Inflação de quase 77% no Brasil de 1979 marcou crise no final da ditadura
Em 1979, o Brasil enfrentava um dos momentos mais difíceis da sua história econômica recente. A inflação atingiu 77,21%, a taxa mais alta desde o início do regime militar em 1964. Esse número não é apenas um dado estatístico — representava, na prática, uma perda crescente do poder de compra da população, com salários que mal acompanhavam o ritmo dos preços nas ruas.
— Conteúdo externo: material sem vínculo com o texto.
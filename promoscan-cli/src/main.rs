use anyhow::{bail, Result};
use clap::{Args, Parser, Subcommand};
use log::{error, info};
use promoscan_core::{
    peak::PeakScoreField,
    sequence::fai_path,
    task::{MemoPolicy, TaskOutcome, TaskReport},
    Pipeline, PipelineConfig, RunInputs,
};
use std::path::PathBuf;

#[derive(Parser, Debug)]
#[command(
    author = env!("CARGO_PKG_AUTHORS"),
    version = env!("CARGO_PKG_VERSION"),
    about = env!("CARGO_PKG_DESCRIPTION"),
    long_about = None,)]
struct Cli {
    #[clap(flatten)]
    common: CommonArgs,
    #[command(subcommand)]
    command: Command,
}

#[derive(Args, Debug)]
struct CommonArgs {
    /// JSON configuration file.
    #[arg(long, global = true)]
    config: Option<PathBuf>,
    /// Output directory.
    #[arg(short, long, global = true, default_value = "promoscan-out")]
    out_dir: PathBuf,
    #[arg(short, long, global = true)]
    threads: Option<usize>,
    /// Recompute artifacts that already exist.
    #[arg(long, global = true)]
    force: bool,
}

#[derive(Subcommand, Debug)]
enum Command {
    /// Select one transcription start site per gene.
    SelectTss {
        /// GTF annotation (FANTOM CAT layout).
        annotation: PathBuf,
    },
    /// Collapse overlapping peaks into one anchor per gene.
    Localize {
        /// Directory of narrowPeak files, or a sample list.
        peaks: PathBuf,
        /// chrom.sizes or .fai file.
        #[arg(long)]
        chrom_sizes: PathBuf,
        /// Column holding the peak confidence: signal, score, pvalue or qvalue.
        #[arg(long)]
        score_field: Option<PeakScoreField>,
    },
    /// Extract the window sequence around every anchor.
    Extract {
        /// Indexed genome FASTA.
        genome: PathBuf,
    },
    /// Profile every motif of a MEME or JASPAR file.
    Scan {
        motifs: PathBuf,
        #[arg(long)]
        threshold: Option<f64>,
        /// Reverse profiles of genes on the minus strand.
        #[arg(long)]
        orient_by_strand: bool,
    },
    /// Compare a gene set against resampled background genes.
    Compare {
        /// Gene names, one per line.
        gene_set: PathBuf,
        #[arg(long)]
        resamples: Option<usize>,
        #[arg(long)]
        seed: Option<u64>,
    },
    /// Run every stage.
    Run {
        #[arg(long)]
        annotation: PathBuf,
        #[arg(long)]
        peaks: PathBuf,
        #[arg(long)]
        genome: PathBuf,
        /// Defaults to the genome's FASTA index.
        #[arg(long)]
        chrom_sizes: Option<PathBuf>,
        #[arg(long)]
        motifs: PathBuf,
        #[arg(long)]
        gene_set: Option<PathBuf>,
    },
}

impl CommonArgs {
    fn load_config(&self) -> Result<PipelineConfig> {
        let mut config = match &self.config {
            Some(path) => PipelineConfig::from_path(path)?,
            None => PipelineConfig::default(),
        };
        if self.threads.is_some() {
            config.threads = self.threads;
        }
        if self.force {
            config.memo = MemoPolicy::Recompute;
        }
        Ok(config)
    }
}

fn summarize(reports: &[TaskReport]) -> Result<()> {
    let failed: Vec<_> = reports.iter().filter(|x| x.is_failed()).collect();
    for report in &failed {
        if let TaskOutcome::Failed(msg) = &report.outcome {
            error!("{}: {}", report.key, msg);
        }
    }
    if !failed.is_empty() {
        bail!("{} of {} tasks failed", failed.len(), reports.len());
    }
    Ok(())
}

fn main() -> Result<()> {
    env_logger::Builder::from_env(env_logger::Env::default().default_filter_or("info")).init();
    let cli = Cli::parse();
    let mut config = cli.common.load_config()?;

    match cli.command {
        Command::SelectTss { annotation } => {
            let pipeline = Pipeline::new(config, &cli.common.out_dir)?;
            pipeline.select_tss(&annotation)?;
        },
        Command::Localize { peaks, chrom_sizes, score_field } => {
            if let Some(field) = score_field {
                config.peak_score_field = field;
            }
            let pipeline = Pipeline::new(config, &cli.common.out_dir)?;
            pipeline.localize(&peaks, &chrom_sizes)?;
        },
        Command::Extract { genome } => {
            let pipeline = Pipeline::new(config, &cli.common.out_dir)?;
            pipeline.extract(&genome)?;
        },
        Command::Scan { motifs, threshold, orient_by_strand } => {
            if let Some(threshold) = threshold {
                config.motif_threshold = threshold;
            }
            config.orient_by_strand |= orient_by_strand;
            let pipeline = Pipeline::new(config, &cli.common.out_dir)?;
            summarize(&pipeline.scan(&motifs)?)?;
        },
        Command::Compare { gene_set, resamples, seed } => {
            if let Some(n) = resamples {
                config.n_resamples = n;
            }
            if let Some(seed) = seed {
                config.seed = seed;
            }
            let pipeline = Pipeline::new(config, &cli.common.out_dir)?;
            summarize(&pipeline.compare(&gene_set)?)?;
        },
        Command::Run { annotation, peaks, genome, chrom_sizes, motifs, gene_set } => {
            let pipeline = Pipeline::new(config, &cli.common.out_dir)?;
            info!(
                "Chromosome sizes from {}",
                chrom_sizes.clone().unwrap_or_else(|| fai_path(&genome)).display(),
            );
            let inputs = RunInputs { annotation, peaks, genome, chrom_sizes, motifs, gene_set };
            summarize(&pipeline.run(&inputs)?)?;
        },
    }
    Ok(())
}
O país vivia um período de transição política delicado. O então presidente João Baptista Figueiredo, que assumiu o poder no ano seguinte, já enfrentava pressões por mudanças, tanto no campo político quanto no econômico. A alta inflação era um reflexo do modelo adotado na década anterior, baseado em forte crescimento impulsionado por empréstimos externos e intervenção estatal, mas que começava a mostrar seus limites.
Os efeitos eram sentidos diretamente pelo cidadão comum: quem tinha salário fixo via seu dinheiro perder valor mês após mês. A classe média e os trabalhadores urbanos começavam a se mobilizar em torno de reivindicações salariais e democráticas, num cenário que pavimentava o caminho para o fim gradual da ditadura. A inflação, nesse contexto, deixou de ser apenas um problema econômico para se tornar símbolo de um sistema em crise.
A década de 1980 se inaugurava com desafios crescentes: desequilíbrio fiscal, endividamento externo e pressão social. O ano de 1979, portanto, não marcou apenas um pico inflacionário, mas também o início do fim de um ciclo político e econômico que moldaria o Brasil nas décadas seguintes.